Acute myeloblastic leukaemia cells produce soluble interleukin 6 receptor by a mechanism of alternative splicing

The aim of the present work was to investigate whether acute myeloblastic leukaemia (AML) blast cells express a soluble (s) form of interleukin 6 (IL-6) receptor (R), and if they do, what is the mechanism of production. Eight AML patient cell lines and 25 primary AML blast cell samples were investigated. The cell lines secreted high quantities of sIL-6R into their culture medium when examined by enzyme-linked immunosorbent assay (ELISA). To determine whether sIL-6R is synthesized by a mechanism of alternative splicing, RNA was analysed from all the AML blast cell samples by using reverse transcription polymerase chain reaction. In this method, primer sites flanking the transmembrane domain were utilized and the alternatively spliced IL-6R mRNA was distinguished from the non-spliced transcript form by size. All the cell lines and 64% of the primary blast cell samples expressed the alternatively spliced IL-6R mRNA. To confirm the phenomenon of alternative splicing at protein level, cytoplasmic protein fractions of the cell lines were investigated by using a sensitive adaptation of the Western blot method.

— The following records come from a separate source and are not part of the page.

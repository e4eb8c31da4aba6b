//! Anthropic Messages API wire format

use indexmap::IndexMap;
use serde::{Deserialize, Serialize};
use serde_json::Value;

// -- Request types --

/// Messages API request
#[derive(Debug, Clone, Serialize)]
pub struct AnthropicRequest {
    /// Upstream model identifier
    pub model: String,
    /// Maximum tokens to generate (mandatory for Anthropic)
    pub max_tokens: u64,
    /// System prompt, extracted out of the message list
    #[serde(skip_serializing_if = "Option::is_none")]
    pub system: Option<String>,
    /// Conversation, user/assistant roles only
    pub messages: Vec<AnthropicMessage>,
    /// Whether to stream the response
    #[serde(skip_serializing_if = "Option::is_none")]
    pub stream: Option<bool>,
    /// Remaining generation parameters
    #[serde(flatten)]
    pub parameters: IndexMap<String, Value>,
}

/// Message with typed content blocks
#[derive(Debug, Clone, Serialize)]
pub struct AnthropicMessage {
    /// "user" or "assistant"
    pub role: String,
    /// Content blocks
    pub content: Vec<AnthropicContentBlock>,
}

/// Content block in a request message
#[derive(Debug, Clone, Serialize)]
#[serde(tag = "type", rename_all = "snake_case")]
pub enum AnthropicContentBlock {
    /// Text content
    Text {
        /// The text string
        text: String,
    },
    /// Image content
    Image {
        /// Image source
        source: AnthropicImageSource,
    },
}

/// Image source, inline base64 or URL
#[derive(Debug, Clone, Serialize)]
#[serde(tag = "type", rename_all = "snake_case")]
pub enum AnthropicImageSource {
    /// Inline base64 payload
    Base64 {
        /// Media type (e.g. "image/png")
        media_type: String,
        /// Base64-encoded data
        data: String,
    },
    /// Remote URL
    Url {
        /// Image URL
        url: String,
    },
}

// -- Response types --

/// Messages API response
#[derive(Debug, Clone, Deserialize)]
pub struct AnthropicResponse {
    /// Response content blocks
    #[serde(default)]
    pub content: Vec<AnthropicResponseBlock>,
    /// Stop reason
    #[serde(default)]
    pub stop_reason: Option<String>,
    /// Token usage
    #[serde(default)]
    pub usage: Option<AnthropicUsage>,
}

/// Content block in a response
#[derive(Debug, Clone, Deserialize)]
#[serde(tag = "type", rename_all = "snake_case")]
pub enum AnthropicResponseBlock {
    /// Text block
    Text {
        /// The text string
        text: String,
    },
    /// Any other block type (tool use, thinking, ...)
    #[serde(other)]
    Other,
}

/// Token usage
#[derive(Debug, Clone, Copy, Deserialize)]
pub struct AnthropicUsage {
    #[serde(default)]
    pub input_tokens: Option<u64>,
    #[serde(default)]
    pub output_tokens: Option<u64>,
}

/// Concatenated text of all text blocks
pub fn extract_output_text(response: &AnthropicResponse) -> String {
    response
        .content
        .iter()
        .filter_map(|block| match block {
            AnthropicResponseBlock::Text { text } => Some(text.as_str()),
            AnthropicResponseBlock::Other => None,
        })
        .collect()
}

// -- Streaming types --

/// SSE event on a streaming response
#[derive(Debug, Clone, Deserialize)]
#[serde(tag = "type", rename_all = "snake_case")]
pub enum AnthropicStreamEvent {
    /// Stream started; carries initial usage
    MessageStart {
        /// Partial message metadata
        message: AnthropicStreamMessage,
    },
    /// New content block started
    ContentBlockStart,
    /// Incremental content within a block
    ContentBlockDelta {
        /// Delta content
        delta: AnthropicStreamDelta,
    },
    /// Content block finished
    ContentBlockStop,
    /// Message metadata delta (stop reason, output usage)
    MessageDelta {
        /// Delta with stop reason
        delta: AnthropicMessageDelta,
        /// Updated usage
        #[serde(default)]
        usage: Option<AnthropicUsage>,
    },
    /// Stream completed
    MessageStop,
    /// Keep-alive
    Ping,
    /// Unrecognized event types are ignored
    #[serde(other)]
    Other,
}

/// Partial message in a `message_start` event
#[derive(Debug, Clone, Deserialize)]
pub struct AnthropicStreamMessage {
    /// Initial usage (input token count)
    #[serde(default)]
    pub usage: Option<AnthropicUsage>,
}

/// Delta content in a `content_block_delta` event
#[derive(Debug, Clone, Deserialize)]
#[serde(tag = "type", rename_all = "snake_case")]
pub enum AnthropicStreamDelta {
    /// Incremental text
    TextDelta {
        /// Text fragment
        text: String,
    },
    /// Any other delta kind
    #[serde(other)]
    Other,
}

/// Delta in a `message_delta` event
#[derive(Debug, Clone, Deserialize)]
pub struct AnthropicMessageDelta {
    /// Stop reason
    #[serde(default)]
    pub stop_reason: Option<String>,
}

All the cell lines expressed two IL-6R proteins sized 80 and 50 kDa and corresponding to the membraneous and soluble forms of IL-6R, respectively. In conclusion, the results obtained at both mRNA and protein levels strongly support alternative splicing as a mechanism of sIL-6R production in AML. Because sIL-6R modulates the effects of IL-6 on target cells, differences in sIL-6R expression levels may partially explain the previously observed diversity in IL-6-induced growth responses in AML.